Me manda un amigo un enlace que habla sobre la campaña contra la violencia de género de la Junta de Andalucía.

- ¿Qué opinas sobre esto? Es un tema muy tú.

Yo, que no entiendo nada:

- ¿Un tema muy yo?

- Sí, por cómo ayudas a quien te lee a salir de situaciones de mierda.

Claro, yo me he emocionado mucho. Ojalá sea verdad. El caso es que, a veces, ver tu situación descrita en una pantalla, junto a las situaciones de muchas otras que son como tú y sufren como tú, se convierte en un respiro que, quizás, sea el primer paso para, efectivamente, salir de una situación de mierda.

Sobre la susodicha campaña se ha dicho de todo: que si son modelos de bancos de imágenes, que si sonríen, que si son malos tratos o violencia de género, que si lo están convirtiendo todo en una guerra política vergonzosa... Cansino todo y, sobre todo, absolutamente inútil. Ninguna de esas observaciones llega al verdadero problema, ni de la campaña ni de la realidad social.

Qué más dará la forma si ni siquiera vislumbran el fondo. Cómo ayudar a alguien si no se plantean cómo ha llegado ahí ni cuál es la manera de salir de ese pozo sin fondo. Devánense un poco el coco, señores. Hablen con esas mujeres, con sus terapeutas. Investiguen cuál es la maldita chispa que permite que se sometan a sus verdugos. Luego hablaremos de esos cabrones, a ver qué hacemos con ellos.

Lo primero, como en cualquier otra enfermedad, es la prevención, que solo puede darse en forma de educación socio-emocional. Una persona con una autoestima sana, unos valores claros y un concepto correcto de sí mismo y del amor, está vacunada contra el radar del maltratador.

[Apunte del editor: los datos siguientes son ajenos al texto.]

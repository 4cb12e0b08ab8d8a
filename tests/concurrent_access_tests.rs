/// Concurrent access tests
///
/// Every coordinator/read-path/aggregation call may run in parallel with any
/// other, including calls touching the same product identifier.
/// Run with: cargo test --test concurrent_access_tests

mod common;

use std::sync::Arc;

use chrono::Utc;
use common::Harness;
use polystore::{CatalogError, ListQuery, ProductInput, ProductPatch, ProductStatus};

#[tokio::test]
async fn concurrent_creates_all_commit() {
    let h = Arc::new(Harness::new());

    let mut handles = vec![];
    for i in 0..10 {
        let h = Arc::clone(&h);
        handles.push(tokio::spawn(async move {
            h.catalog
                .create_product(ProductInput::new(&format!("P{}", i), 1.0, 1, "B1"))
                .await
                .unwrap()
        }));
    }
    for handle in handles {
        let created = handle.await.unwrap();
        assert_eq!(created.status, ProductStatus::Active);
    }

    let page = h
        .catalog
        .list_products(&ListQuery::new().page_size(50))
        .await
        .unwrap();
    assert_eq!(page.total, 10);
}

#[tokio::test]
async fn concurrent_updates_to_one_product_settle_on_a_written_value() {
    let h = Arc::new(Harness::new());
    let created = h
        .catalog
        .create_product(ProductInput::new("Widget", 9.99, 100, "B1"))
        .await
        .unwrap();

    let mut handles = vec![];
    for stock in 1..=8i64 {
        let h = Arc::clone(&h);
        let id = created.id.clone();
        handles.push(tokio::spawn(async move {
            let patch = ProductPatch {
                stock: Some(stock),
                ..Default::default()
            };
            h.catalog.update_product(&id, patch).await.unwrap();
        }));
    }
    for handle in handles {
        handle.await.unwrap();
    }

    // No ordering guarantee between concurrent updates beyond last-writer-
    // wins per store, but the survivor must be one of the written values.
    let fetched = h.catalog.get_product(&created.id).await.unwrap();
    assert!((1..=8).contains(&fetched.stock));
    assert_eq!(fetched.status, ProductStatus::Active);
}

#[tokio::test]
async fn readers_racing_creates_never_observe_pending() {
    let h = Arc::new(Harness::new());

    let mut writers = vec![];
    for i in 0..20 {
        let h = Arc::clone(&h);
        writers.push(tokio::spawn(async move {
            h.catalog
                .create_product(ProductInput::new(&format!("P{}", i), 1.0, 1, "B1"))
                .await
                .unwrap()
                .id
        }));
    }

    let mut ids = vec![];
    for writer in writers {
        ids.push(writer.await.unwrap());
    }

    let mut readers = vec![];
    for id in ids {
        let h = Arc::clone(&h);
        readers.push(tokio::spawn(async move {
            // Reads are consistent with some completed write: a record is
            // either invisible or fully ACTIVE, never half-written.
            match h.catalog.get_product(&id).await {
                Ok(record) => assert_eq!(record.status, ProductStatus::Active),
                Err(err) => assert!(matches!(err, CatalogError::NotFound(_))),
            }
        }));
    }
    for reader in readers {
        reader.await.unwrap();
    }
}

#[tokio::test]
async fn mixed_workload_stays_consistent() {
    let h = Arc::new(Harness::new());
    let created = h
        .catalog
        .create_product(ProductInput::new("Widget", 9.99, 100, "B1"))
        .await
        .unwrap();

    let mut handles = vec![];
    for i in 0..10 {
        let h = Arc::clone(&h);
        let id = created.id.clone();
        handles.push(tokio::spawn(async move {
            match i % 3 {
                0 => {
                    let patch = ProductPatch {
                        price: Some(10.0 + i as f64),
                        ..Default::default()
                    };
                    h.catalog.update_product(&id, patch).await.unwrap();
                }
                1 => {
                    let record = h.catalog.get_product(&id).await.unwrap();
                    assert_eq!(record.status, ProductStatus::Active);
                }
                _ => {
                    h.catalog.record_view(&id, Utc::now(), None).await.unwrap();
                }
            }
        }));
    }
    for handle in handles {
        handle.await.unwrap();
    }

    let fetched = h.catalog.get_product(&created.id).await.unwrap();
    assert_eq!(fetched.status, ProductStatus::Active);
}
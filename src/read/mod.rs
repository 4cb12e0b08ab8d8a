// ============================================================================
// Product read path
// ============================================================================

use std::future::Future;
use std::sync::Arc;
use std::time::Duration;

use tokio::time::timeout;

use crate::adapters::ProductRepository;
use crate::cache::CacheLayer;
use crate::core::{
    CatalogError, ListQuery, Page, ProductId, ProductRecord, ProductStatus, Result, StoreError,
    StoreResult,
};

/// Cache-aside read logic for single-product and listing queries.
///
/// Only `ACTIVE` records are ever returned or cached: a `PENDING` or
/// `FAILED` document is reported as `NotFound`, which is what hides the
/// write coordinator's in-flight window from readers. Cache failures are
/// never fatal — the path falls through to the document store and a store
/// failure surfaces as `ReadFailure`, never as fabricated data.
pub struct ProductReadPath {
    products: ProductRepository,
    cache: Arc<CacheLayer>,
    store_timeout: Duration,
}

impl ProductReadPath {
    pub fn new(products: ProductRepository, cache: Arc<CacheLayer>, store_timeout: Duration) -> Self {
        Self {
            products,
            cache,
            store_timeout,
        }
    }

    async fn bounded<T, F>(&self, call: F) -> StoreResult<T>
    where
        F: Future<Output = StoreResult<T>>,
    {
        match timeout(self.store_timeout, call).await {
            Ok(result) => result,
            Err(_) => Err(StoreError::Timeout(self.store_timeout)),
        }
    }

    pub async fn fetch_by_id(&self, id: &ProductId) -> Result<ProductRecord> {
        if let Some(hit) = self.cache.get_product(id).await {
            return Ok(hit);
        }

        let record = self
            .bounded(self.products.find_by_id(id))
            .await
            .map_err(CatalogError::ReadFailure)?;

        match record {
            Some(record) if record.status == ProductStatus::Active => {
                self.cache.put_product(&record).await;
                Ok(record)
            }
            _ => Err(CatalogError::NotFound(id.clone())),
        }
    }

    /// Listing pages are cached by normalized query signature. A page may be
    /// stale by at most one cache TTL window; that bound is accepted and
    /// documented, not a defect.
    pub async fn list(&self, query: &ListQuery) -> Result<Page<ProductRecord>> {
        let query = query.normalized();
        let signature = query.signature();

        if let Some(page) = self.cache.get_listing(&signature).await {
            return Ok(page);
        }

        let (items, total) = self
            .bounded(self.products.find_active(
                query.brand_id.as_ref(),
                query.skip(),
                query.page_size,
            ))
            .await
            .map_err(CatalogError::ReadFailure)?;

        let page = Page {
            items,
            page: query.page,
            page_size: query.page_size,
            total,
        };
        self.cache.put_listing(&signature, &page).await;
        Ok(page)
    }
}
// ============================================================================
// Polystore Library
// ============================================================================
//
// Polyglot-persistence product catalog core. A document store is the source
// of truth for product records, a graph store holds brand relationships, a
// counter store accumulates view events, and a cache accelerates reads. The
// write coordinator keeps the document and graph stores mutually consistent
// without a distributed transaction: ordered writes, a status commit point,
// and explicit compensation.

pub mod adapters;
pub mod cache;
pub mod config;
pub mod core;
pub mod read;
pub mod stores;
pub mod views;
pub mod write;
mod facade;

// Re-export main types for convenience
pub use config::CatalogConfig;
pub use core::{
    AttrValue, BrandId, CatalogError, ListQuery, Page, ProductId, ProductInput, ProductPatch,
    ProductRecord, ProductStatus, Result, StoreError, StoreKind,
};
pub use facade::{Catalog, CatalogStores};
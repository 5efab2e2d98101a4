use clap::Parser;
use lingvanex_sdk::Client;

/// Translate a line of text with the Lingvanex API.
#[derive(Parser)]
#[command(version, about)]
struct Args {
    /// Text to translate
    text: String,
    /// Target language code, e.g. ru_RU
    #[arg(short, long, default_value = "ru_RU")]
    to: String,
    /// Source language code; auto-detected when omitted
    #[arg(short, long)]
    from: Option<String>,
    /// API key, created at https://lingvanex.com/account
    #[arg(long, env = "LINGVANEX_API_KEY", hide_env_values = true)]
    api_key: String,
    /// List the supported languages and exit
    #[arg(short, long)]
    list_languages: bool,
}

#[tokio::main]
async fn main() -> anyhow::Result<()> {
    let args = Args::parse();
    let client = Client::builder().api_key(args.api_key).build();

    if args.list_languages {
        let languages = client.get_languages().build().send().await?;
        for lang in &languages {
            println!("{:<10} {}", lang.full_code, lang.english_name);
        }
        return Ok(());
    }

    let res = client
        .translate()
        .maybe_from(args.from.as_deref())
        .to(&args.to)
        .data(&args.text)
        .build()
        .send()
        .await?;

    println!("{} ({}) -> {}", res.source, res.from, res.result);
    if !res.target_transliteration.is_empty() {
        println!("transliteration: {}", res.target_transliteration);
    }

    Ok(())
}
use crate::Error;
use crate::types::*;
use crate::utils::parse_envelope;

impl Translate<'_> {
    /// Translates the input text, returning the translated text.
    ///
    /// Issues exactly one POST; nothing is retried.
    pub async fn send(&self) -> Result<TranslateResponse, Error> {
        let client = self.client;
        let resp = client
            .http_client
            .post(format!("{}/translate", client.base_url))
            .json(self)
            .send()
            .await?;

        let res = parse_envelope(resp).await?;
        Ok(res)
    }
}

impl GetLanguages<'_> {
    /// Gets the list of languages supported by the service.
    ///
    /// Returns the `result` array of the response envelope.
    pub async fn send(&self) -> Result<Vec<Language>, Error> {
        let client = self.client;
        let resp = client
            .http_client
            .get(format!("{}/getLanguages", client.base_url))
            .query(self)
            .send()
            .await?;

        let res: LanguagesResponse = parse_envelope(resp).await?;
        Ok(res.result)
    }
}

Cómo es posible que en las escuelas se estén impartiendo clases de chino, de robótica, de ajedrez y que, en prácticamente ninguna, se considere obligatorio el estudio de esto que somos y de cómo funcionamos. Una pena, porque el verdadero éxito en la vida consiste en gestionar debidamente las emociones y los límites.

Lo segundo, cuando el yugo del maltratador ya se cierne sobre ellas, de poco sirve animarlas a que denuncien. Es como contarle al que aún está en la casilla de salida que a 300 kilómetros encontrará la meta. No ve la meta, no sabe dónde está, ni cómo llegar. No cree que le den las fuerzas.

Qué me estás contando de meta, ni de denuncia, si no sé ni quién soy ni cómo he llegado aquí. Si el miedo me devora las veinticuatro horas del día.

La soledad, el pánico, la ansiedad, ni una pizca de autoestima, la desesperación ejercen de barrera entre la maltratada y la denuncia. Y lo único que puede eliminarla es la terapia psicológica. Algo de lo que no se habla en ninguno de esos carteles. Algo que existe, pero a lo que no saben cómo llegar porque es muy caro, porque no sé que en el centro de la mujer me pueden prestar ayuda, porque no sé que la necesito, que es la única salida ante este círculo vicioso y devastador.

Terapia para colocarte en tu eje, para recordarte que eres valiosa por el mero hecho de existir y que nadie tiene derecho a disponer sobre tu cuerpo y tu mente. NADIE. Eduquemos en la naturalidad y en la necesidad de la terapia, abracemos con ella a quien la necesita: antes, durante y después. La denuncia será una consecuencia de todo ello.

Lo tercero: el entorno. Qué hacer cuando en mi vecindario, en mi familia, en el supermercado sospecho que se está dando una situación de maltrato. De nuevo, no necesitamos mensajes de ánimo, sino mensajes informativos. Por aquí se empieza. Aquí tienes que llamar. Esto es lo que tienes que hacer y esto es lo que pasará cuando lo hagas. Es tu deber y tu derecho. Mañana podrías ser tú.

Lo último, por deplorable: el maltratador. Desgraciadamente no llevan un cartel disuasorio, pero sí son fáciles de identificar si esa educación socio-emocional ha funcionado, si la terapia ha hecho su trabajo. Son sota, caballo y rey. Todos igualitos, los muy desgraciados. Una primera mirada amenazante, una primera crítica, un primer manotazo a tu libertad.

Si nuestro mecanismo tuviera las antenas en su sitio, sería el primero y el último. Pero el maltratador huele nuestras grietas, mete sus dedazos en ellas y nos convierte en pedazos de lo que un día fuimos. Podemos reconstruirnos, pero habremos visto lugares de la vida que nunca deberían ser explorados. Evitémoslos.